The fourth type of promoter architecture consists of binding site sequences which are closer than expected by chance. This implies that two independent regulators may interact with each other before regulating their target gene. In Figure 5, Fkh1p-Fkh2p and Mbp1p-Swi6p are predicted to be co-occurring regulators that interact with the promoter of SLM4 under rich medium condition. AdaFuzzy predicted that Swi4p-Swi6p is likely to co-active OCH1, which is supported by [23, 38, 4042]. Under stress conditions, Swi4p-Swi6p and Swi4p-Mbp1p were classified to be co-occurring repression and activation regulators of CRH1, and these were confirmed by previous publications [23, 38, 4042, 51]; these results are illustrated in Figure 5. In addition, 13 regulatory gene pairs, some validated and the others novel, identified by AdaFuzzy to be co-occurring regulators are summarized in Table 3. Among these results, MCM1-FKH1 and SWI4-MBP1 were not reported by ChIP-chip experiments in [23] but were validated by other biological experiments.
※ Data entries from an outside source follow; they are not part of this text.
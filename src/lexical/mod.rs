//! Lexical side of the engine: per-file term statistics, BM25 ranked
//! search with regex/substring matching, and shard persistence.

pub mod bm25;
pub mod index;
pub mod language;
pub mod matcher;

pub use index::{CorpusStats, FileDoc, InvertedIndex, LexicalStats};
pub use language::detect_language;
pub use matcher::{CompiledQuery, QueryNode};

use crate::error::Result;
use crate::types::{CancelToken, SearchHit};
use std::path::{Path, PathBuf};

/// Options accepted by a lexical search.
#[derive(Debug, Clone, Default)]
pub struct LexicalSearchOptions {
    pub max_results: usize,
    pub use_regex: bool,
    pub case_sensitive: bool,
    pub file_patterns: Vec<String>,
    pub languages: Vec<String>,
    /// Pre-built regex alternatives (e.g. generated import patterns) that
    /// replace term matching when present.
    pub extra_regexes: Vec<String>,
}

/// Result of an indexing batch. A batch with at least one success is a
/// success; per-file failures are reported here and via logs.
#[derive(Debug, Default)]
pub struct IndexOutcome {
    pub indexed: usize,
    pub failed: Vec<(PathBuf, String)>,
}

/// Contract of the lexical indexer.
pub trait LexicalIndex: Send + Sync {
    fn index_files(&self, paths: &[PathBuf], token: &CancelToken) -> Result<IndexOutcome>;
    fn search(&self, query: &str, options: &LexicalSearchOptions) -> Result<Vec<SearchHit>>;
    fn delete_files(&self, paths: &[PathBuf]) -> Result<()>;
    fn suggest(&self, prefix: &str, limit: usize) -> Result<Vec<String>>;
    fn stats(&self) -> Result<LexicalStats>;
    fn save(&self, path: &Path) -> Result<()>;
    fn load(&self, path: &Path) -> Result<()>;
    fn close(&self) -> Result<()>;
}
use crate::config::AppConfig;
use crate::error::Result;
use crate::service::SearchService;
use clap::Args;
use colored::Colorize;

#[derive(Args, Debug)]
pub struct ExplainArgs {
    /// The query to explain
    pub query: String,

    /// Emit JSON instead of formatted output
    #[arg(long)]
    pub json: bool,
}

pub fn handle(args: ExplainArgs, config: AppConfig) -> Result<()> {
    let service = SearchService::open(config)?;
    let explanation = service.explain(&args.query);

    if args.json {
        println!("{}", serde_json::to_string_pretty(&explanation)?);
        return Ok(());
    }
    println!("{} {:?}", "query:".bold(), explanation.original);
    println!(
        "{} {}",
        "keywords:".bold(),
        explanation.extracted_keywords.join(", ")
    );
    println!("{} {}", "regex:".bold(), explanation.is_regex);
    println!("{} {}", "strategy:".bold(), explanation.strategy_label);
    println!("{} {:.2}", "bm25 weight:".bold(), explanation.bm25_weight);
    Ok(())
}
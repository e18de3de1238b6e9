//! Query algebra for the lexical side.
//!
//! Parsed queries compose as `Substring`, `Regex`, `And`, `Or` and
//! `FileName` nodes. `And` scores as the minimum of its children, `Or` as
//! the maximum; `FileName` nodes act as pure filters and never cap the
//! combined score.

use crate::constants::{REGEX_MATCH_SCORE, SUBSTRING_IDF_BOOST};
use crate::error::{Error, Result};
use crate::lexical::bm25;
use crate::lexical::index::{CorpusStats, FileDoc};
use glob::Pattern;
use regex::{Regex, RegexBuilder};

/// One node of the parsed query tree.
#[derive(Debug, Clone)]
pub enum QueryNode {
    Substring(String),
    Regex(String),
    And(Vec<QueryNode>),
    Or(Vec<QueryNode>),
    FileName(String),
}

/// A query tree with its regexes compiled and substrings case-folded.
#[derive(Debug)]
pub struct CompiledQuery {
    root: CompiledNode,
    case_sensitive: bool,
}

#[derive(Debug)]
enum CompiledNode {
    Substring { term: String },
    Regex { pattern: Regex },
    And(Vec<CompiledNode>),
    Or(Vec<CompiledNode>),
    FileName { pattern: Pattern, source: String },
}

/// Literal (wildcard-free) patterns also match as path or basename
/// suffixes, so `server/main.go` finds `src/server/main.go`.
fn literal_matches(source: &str, path: &str, basename: &str) -> bool {
    !source.contains(['*', '?', '['])
        && (basename == source || path.ends_with(source) || basename.ends_with(source))
}

/// Glob-or-literal match of a path against a pattern list, the same
/// semantics the FileName node uses. An empty list matches everything;
/// an invalid pattern matches nothing.
pub fn path_matches_any(patterns: &[String], path: &str) -> bool {
    if patterns.is_empty() {
        return true;
    }
    let basename = path.rsplit(['/', '\\']).next().unwrap_or(path);
    patterns.iter().any(|source| {
        let glob_hit = Pattern::new(source)
            .map(|p| p.matches(basename) || p.matches(path))
            .unwrap_or(false);
        glob_hit || literal_matches(source, path, basename)
    })
}

impl CompiledQuery {
    /// Compiles the tree; an invalid regex or glob yields `BadQuery`.
    pub fn compile(node: &QueryNode, case_sensitive: bool) -> Result<Self> {
        Ok(Self {
            root: Self::compile_node(node, case_sensitive)?,
            case_sensitive,
        })
    }

    fn compile_node(node: &QueryNode, case_sensitive: bool) -> Result<CompiledNode> {
        match node {
            QueryNode::Substring(term) => Ok(CompiledNode::Substring {
                term: if case_sensitive {
                    term.clone()
                } else {
                    term.to_lowercase()
                },
            }),
            QueryNode::Regex(source) => {
                let pattern = RegexBuilder::new(source)
                    .case_insensitive(!case_sensitive)
                    .build()
                    .map_err(|e| Error::BadQuery(format!("invalid regex {:?}: {}", source, e)))?;
                Ok(CompiledNode::Regex { pattern })
            }
            QueryNode::And(children) => Ok(CompiledNode::And(
                children
                    .iter()
                    .map(|c| Self::compile_node(c, case_sensitive))
                    .collect::<Result<Vec<_>>>()?,
            )),
            QueryNode::Or(children) => Ok(CompiledNode::Or(
                children
                    .iter()
                    .map(|c| Self::compile_node(c, case_sensitive))
                    .collect::<Result<Vec<_>>>()?,
            )),
            QueryNode::FileName(source) => {
                let pattern = Pattern::new(source)
                    .map_err(|e| Error::BadQuery(format!("invalid glob {:?}: {}", source, e)))?;
                Ok(CompiledNode::FileName {
                    pattern,
                    source: source.clone(),
                })
            }
        }
    }

    /// Scores a document against the tree; `None` means no match.
    ///
    /// Substring nodes score BM25 for the term plus a fixed idf-boost;
    /// regex nodes score a fixed value. FileName filters propagate
    /// `f32::INFINITY`, resolved to a neutral 1.0 at the top.
    pub fn score(&self, doc: &FileDoc, stats: &CorpusStats) -> Option<f32> {
        let raw = self.score_node(&self.root, doc, stats)?;
        Some(if raw.is_infinite() { 1.0 } else { raw })
    }

    fn score_node(&self, node: &CompiledNode, doc: &FileDoc, stats: &CorpusStats) -> Option<f32> {
        match node {
            CompiledNode::Substring { term } => {
                let haystack = if self.case_sensitive {
                    doc.content.as_str()
                } else {
                    doc.content_lower.as_str()
                };
                if !haystack.contains(term.as_str()) {
                    return None;
                }
                Some(bm25::term_score(term, doc, stats) + SUBSTRING_IDF_BOOST)
            }
            CompiledNode::Regex { pattern } => {
                if pattern.is_match(&doc.content) {
                    Some(REGEX_MATCH_SCORE)
                } else {
                    None
                }
            }
            CompiledNode::And(children) => {
                let mut min = f32::INFINITY;
                for child in children {
                    let score = self.score_node(child, doc, stats)?;
                    min = min.min(score);
                }
                Some(min)
            }
            CompiledNode::Or(children) => {
                let mut best: Option<f32> = None;
                for child in children {
                    if let Some(score) = self.score_node(child, doc, stats) {
                        best = Some(best.map_or(score, |b: f32| b.max(score)));
                    }
                }
                best
            }
            CompiledNode::FileName { pattern, source } => {
                let name = doc.basename();
                if pattern.matches(name)
                    || pattern.matches(&doc.path)
                    || literal_matches(source, &doc.path, name)
                {
                    Some(f32::INFINITY)
                } else {
                    None
                }
            }
        }
    }

    /// True when `line` matches any content leaf of the tree, for
    /// expanding a matched document into per-line hits.
    pub fn line_matches(&self, line: &str) -> bool {
        self.node_line_matches(&self.root, line)
    }

    fn node_line_matches(&self, node: &CompiledNode, line: &str) -> bool {
        match node {
            CompiledNode::Substring { term } => {
                if self.case_sensitive {
                    line.contains(term.as_str())
                } else {
                    line.to_lowercase().contains(term.as_str())
                }
            }
            CompiledNode::Regex { pattern } => pattern.is_match(line),
            CompiledNode::And(children) | CompiledNode::Or(children) => {
                children.iter().any(|c| self.node_line_matches(c, line))
            }
            CompiledNode::FileName { .. } => false,
        }
    }
}

/// Combines user-side file patterns with a content query: the patterns
/// are OR-combined, then ANDed with the query tree.
pub fn with_file_patterns(query: QueryNode, patterns: &[String]) -> QueryNode {
    if patterns.is_empty() {
        return query;
    }
    let pattern_nodes: Vec<QueryNode> = patterns
        .iter()
        .map(|p| QueryNode::FileName(p.clone()))
        .collect();
    QueryNode::And(vec![query, QueryNode::Or(pattern_nodes)])
}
Table 3 The list of co-occurring regulators identified by AdaFuzzy.
Figure 5
figure 5

Co-occurring regulators promoter architecture identified by AdaFuzzy. Yellow boxes represent binding sites predicted by AdaFuzzy, and red boxes denotes false negative. Please note that the scale of the box (binding site) is not realistic.
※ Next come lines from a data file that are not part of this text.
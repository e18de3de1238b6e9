//! The query service: request → parse → (lexical ∥ semantic) → fusion.
//!
//! Holds shared handles to both indexes and the embedder; the ingestion
//! coordinator receives clones of the same handles. The service itself is
//! stateless per request and fully reentrant.

use crate::config::{AppConfig, FusionStrategy};
use crate::constants::{CANDIDATE_MULTIPLIER, LEXICAL_SHARD_FILE, SUGGEST_LIMIT, SUGGEST_MIN_PREFIX, VECTOR_FILE};
use crate::embed::{build_embedder, CachingEmbedder};
use crate::error::{Error, Result};
use crate::fusion;
use crate::ingest::IngestCoordinator;
use crate::lexical::{detect_language, matcher, InvertedIndex, LexicalIndex, LexicalSearchOptions};
use crate::query::{self, ParsedQuery};
use crate::types::{
    parse_chunk_id, CancelToken, HitSource, IndexStatus, QueryExplanation, SearchHit,
    SearchRequest, SearchResponse,
};
use crate::vector::{FlatVectorIndex, VectorIndex, VectorSearchOptions};
use chrono::{DateTime, Utc};
use log::{debug, info, warn};
use std::fs;
use std::path::{Path, PathBuf};
use std::sync::{Arc, RwLock};
use std::time::Instant;

/// The engine's request-facing surface.
pub struct SearchService {
    lexical: Arc<dyn LexicalIndex>,
    vectors: Arc<dyn VectorIndex>,
    embedder: Arc<CachingEmbedder>,
    config: AppConfig,
    index_root: PathBuf,
    coordinator: RwLock<Option<Arc<IngestCoordinator>>>,
}

impl SearchService {
    /// Builds the service from configuration, loading any persisted index
    /// state from the index root.
    pub fn open(config: AppConfig) -> Result<Self> {
        config.validate()?;
        let index_root = config.index_root()?;
        let embedder = build_embedder(&config)?;

        let lexical: Arc<dyn LexicalIndex> = Arc::new(InvertedIndex::new());
        let vectors: Arc<dyn VectorIndex> =
            Arc::new(FlatVectorIndex::new(config.embedding.dimension));

        lexical.load(&index_root.join(LEXICAL_SHARD_FILE))?;
        vectors.load(&index_root.join(VECTOR_FILE))?;
        info!(
            "Service open: index root {}, embedder {}",
            index_root.display(),
            embedder.backend_name()
        );

        Ok(Self {
            lexical,
            vectors,
            embedder,
            config,
            index_root,
            coordinator: RwLock::new(None),
        })
    }

    pub fn config(&self) -> &AppConfig {
        &self.config
    }

    pub fn index_root(&self) -> &Path {
        &self.index_root
    }

    pub fn lexical_handle(&self) -> Arc<dyn LexicalIndex> {
        Arc::clone(&self.lexical)
    }

    pub fn vector_handle(&self) -> Arc<dyn VectorIndex> {
        Arc::clone(&self.vectors)
    }

    pub fn embedder_handle(&self) -> Arc<CachingEmbedder> {
        Arc::clone(&self.embedder)
    }

    /// Creates an ingestion coordinator sharing this service's indexes
    /// and registers it as the status source.
    pub fn new_coordinator(&self, repository: String, token: CancelToken) -> Arc<IngestCoordinator> {
        let coordinator = Arc::new(IngestCoordinator::new(
            self.lexical_handle(),
            self.vector_handle(),
            self.embedder_handle(),
            &self.config,
            repository,
            token,
        ));
        if let Ok(mut slot) = self.coordinator.write() {
            *slot = Some(Arc::clone(&coordinator));
        }
        coordinator
    }

    /// Blocks until the embedding backend is usable.
    pub fn warmup(&self) -> Result<()> {
        self.embedder.warmup()?;
        self.embedder.encode("warmup probe").map(|_| ())
    }

    /// Persists both indexes under the index root.
    pub fn save(&self) -> Result<()> {
        self.lexical.save(&self.index_root.join(LEXICAL_SHARD_FILE))?;
        self.vectors.save(&self.index_root.join(VECTOR_FILE))?;
        Ok(())
    }

    /// Saves and closes both indexes; close waits for in-flight writers.
    pub fn close(&self) -> Result<()> {
        self.save()?;
        self.lexical.close()?;
        self.vectors.close()
    }

    /// Executes a search request.
    pub fn search(&self, request: &SearchRequest, token: &CancelToken) -> Result<SearchResponse> {
        let started = Instant::now();
        if request.query.trim().is_empty() {
            return Err(Error::BadQuery("empty query".to_string()));
        }
        token.check()?;

        let top_k = request.top_k.max(1);
        let internal_limit = top_k * CANDIDATE_MULTIPLIER;

        let mut parsed = query::parse_query(&request.query);
        // Request-level filters join the parsed ones so both the lexical
        // filter and the file-type boost see them.
        for pattern in &request.filters.file_patterns {
            if !parsed.file_patterns.contains(pattern) {
                parsed.file_patterns.push(pattern.clone());
            }
        }

        let use_regex = query::is_regex_query(&request.query);
        let lexical_query = if use_regex {
            request.query.clone()
        } else if parsed.is_json_field_query && !parsed.target_fields.is_empty() {
            // Field queries match on the field names; the file itself is
            // pinned by the file-pattern filter.
            parsed.target_fields.join(" ")
        } else {
            parsed.focused.clone()
        };
        let lexical_options = LexicalSearchOptions {
            max_results: internal_limit,
            use_regex,
            case_sensitive: false,
            file_patterns: parsed.file_patterns.clone(),
            languages: request
                .language
                .iter()
                .map(|l| l.to_string())
                .collect(),
            extra_regexes: parsed.import_regexes.clone(),
        };

        // Both sides run in parallel; neither holds a lock across the
        // embedder call.
        let (lexical_result, semantic_result) = rayon::join(
            || self.lexical.search(&lexical_query, &lexical_options),
            || self.semantic_search(&parsed, internal_limit, &request.language, token),
        );
        token.check()?;

        let mut warning: Option<String> = None;
        let (lexical_hits, semantic_hits) = match (lexical_result, semantic_result) {
            (Ok(l), Ok(s)) => (l, s),
            (Err(e), Ok(s)) if self.config.fusion.best_effort_sides => {
                warn!("Lexical side failed, serving semantic only: {}", e);
                warning = Some(format!("lexical search failed: {}", e));
                (Vec::new(), s)
            }
            (Ok(l), Err(e)) if self.config.fusion.best_effort_sides => {
                warn!("Semantic side failed, serving lexical only: {}", e);
                warning = Some(format!("semantic search failed: {}", e));
                (l, Vec::new())
            }
            (Err(e), _) => return Err(e),
            (_, Err(e)) => return Err(e),
        };

        // Repository filters narrow both sides by path prefix.
        let repos = &request.filters.repos;
        let keep = |hit: &SearchHit| repos.is_empty() || repos.iter().any(|r| hit.file.starts_with(r.as_str()));
        let lexical_hits: Vec<SearchHit> = lexical_hits.into_iter().filter(|h| keep(h)).collect();
        let semantic_hits: Vec<SearchHit> = semantic_hits.into_iter().filter(|h| keep(h)).collect();

        let lexical_count = lexical_hits.len();
        let semantic_count = semantic_hits.len();
        let (hits, analytics) = fusion::fuse(
            lexical_hits,
            semantic_hits,
            &parsed,
            top_k,
            &self.config.fusion,
        );

        debug!(
            "Search {:?}: {} lexical + {} semantic -> {} fused in {:?}",
            request.query,
            lexical_count,
            semantic_count,
            hits.len(),
            started.elapsed()
        );

        Ok(SearchResponse {
            total_hits: hits.len(),
            hits,
            query_time_ns: started.elapsed().as_nanos() as u64,
            lexical_hits: lexical_count,
            semantic_hits: semantic_count,
            warning,
            analytics: if self.config.fusion.enable_analytics {
                Some(analytics)
            } else {
                None
            },
        })
    }

    /// Embeds the focused query and turns vector results into hits with
    /// real line numbers recovered from the chunk id.
    fn semantic_search(
        &self,
        parsed: &ParsedQuery,
        limit: usize,
        language: &Option<String>,
        token: &CancelToken,
    ) -> Result<Vec<SearchHit>> {
        let file_patterns = &parsed.file_patterns;
        token.check()?;
        let query_vector = self.embedder.encode(&parsed.focused)?;
        token.check()?;
        let results = self.vectors.search(
            &query_vector,
            limit,
            &VectorSearchOptions {
                min_score: self.config.fusion.min_semantic_score,
            },
        )?;

        let mut hits = Vec::with_capacity(results.len());
        for result in results {
            let chunk = match parse_chunk_id(&result.chunk_id) {
                Some(chunk) => chunk,
                None => {
                    warn!("Unparseable chunk id {:?}; skipping", result.chunk_id);
                    continue;
                }
            };
            let file = chunk.path.to_string_lossy().into_owned();
            if !matcher::path_matches_any(file_patterns, &file) {
                continue;
            }
            let file_language = detect_language(&chunk.path);
            if let Some(lang) = language {
                if !lang.eq_ignore_ascii_case(&file_language) {
                    continue;
                }
            }
            let (text, last_modified) = self.chunk_text(&chunk.path, chunk.start_byte, chunk.end_byte);
            hits.push(SearchHit {
                file,
                line_number: chunk.start_line,
                text,
                score: result.score,
                source: HitSource::Semantic,
                start_byte: chunk.start_byte,
                end_byte: chunk.end_byte,
                language: file_language,
                last_modified,
            });
        }
        Ok(hits)
    }

    /// Best-effort chunk text recovery: slices the live file at the
    /// chunk's byte range. A changed or vanished file yields empty text
    /// rather than an error.
    fn chunk_text(&self, path: &Path, start: usize, end: usize) -> (String, Option<DateTime<Utc>>) {
        let modified = fs::metadata(path)
            .and_then(|m| m.modified())
            .ok()
            .map(DateTime::<Utc>::from);
        let text = fs::read(path)
            .ok()
            .and_then(|bytes| {
                if start <= end && end <= bytes.len() {
                    String::from_utf8(bytes[start..end].to_vec()).ok()
                } else {
                    None
                }
            })
            .map(|s| s.trim_end().to_string())
            .unwrap_or_default();
        (text, modified)
    }

    /// Indexing progress: live from the coordinator when one is attached,
    /// otherwise a static view of the loaded indexes.
    pub fn index_status(&self) -> IndexStatus {
        if let Ok(slot) = self.coordinator.read() {
            if let Some(coordinator) = slot.as_ref() {
                return coordinator.status();
            }
        }
        let total_docs = self.lexical.stats().map(|s| s.total_docs).unwrap_or(0);
        let last_updated = self
            .lexical
            .stats()
            .ok()
            .and_then(|s| s.last_index_time);
        IndexStatus {
            repository: self.index_root.to_string_lossy().into_owned(),
            lexical_progress_pct: 100.0,
            semantic_progress_pct: 100.0,
            total_files: total_docs,
            indexed_files: total_docs,
            failed_files: Vec::new(),
            last_updated,
        }
    }

    /// Term-dictionary completions; empty below the minimum prefix
    /// length.
    pub fn suggest(&self, prefix: &str) -> Vec<String> {
        let prefix = prefix.trim();
        if prefix.len() < SUGGEST_MIN_PREFIX {
            return Vec::new();
        }
        self.lexical
            .suggest(prefix, SUGGEST_LIMIT)
            .unwrap_or_default()
    }

    /// How a query would be executed, without executing it.
    pub fn explain(&self, query_text: &str) -> QueryExplanation {
        let parsed = query::parse_query(query_text);
        let strategy = self.config.fusion.strategy;
        let strategy_label = match strategy {
            FusionStrategy::Learned => {
                format!("learned(bm25={:.2})", fusion::learned_weight(&parsed))
            }
            other => other.as_str().to_string(),
        };
        QueryExplanation {
            original: query_text.to_string(),
            extracted_keywords: crate::tokenizer::tokenize_display(query_text),
            is_regex: query::is_regex_query(query_text),
            strategy_label,
            bm25_weight: fusion::effective_weight(&self.config.fusion, &parsed, false, false),
        }
    }
}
Taken together, AdaFuzzy performs well in identification of TIs and is able to classify promoter architecture types using genomics data in yeast to provide insights into the organization of transcriptional regulatory interactions.

Conclusion

A novel algorithm AdaFuzzy is introduced for identifying TIs using sequence, ChIP-chip and microarray data. AdaFuzzy, cPSMF, GRAM, COGRIM and ReMoDiscovery were applied to TIs in yeast using genomic data from cell cycle and stress condition. AdaFuzzy performed better than the other methods in terms of over-representation analysis and GSEA, which were used in one of the latest advances [21]. Checked against known TIs of the preselected 19 TFs in [21] as annotated in databases and published literature, the mTPR and mFNR of AdaFuzzy were 72% and 28%, respectively. Furthermore, AdaFuzzy performed compatibly to 'ChIP-experimental method' in inferring TIs identified by two sets of large scale ChIP-chip experiments in [21] and [38]. This suggests that AdaFuzzy is useful for uncovering transcriptional regulatory interactions in yeast. AdaFuzzy can also classify the predicted TIs into one or more of the four promoter architectures in [23] to provide insights into the organization of transcriptional regulatory interactions. The classification results also coincide with known promoter architectures annotated in SGD and [23]. Some predicted TIs are not annotated in SGD and [23], and these can be tested further by biologists. However, AdaFuzzy is not able to predict TIs involved with heterodimers, which is an important regulatory mechanism in developmental and physiological processes in humans. We leave this for future research.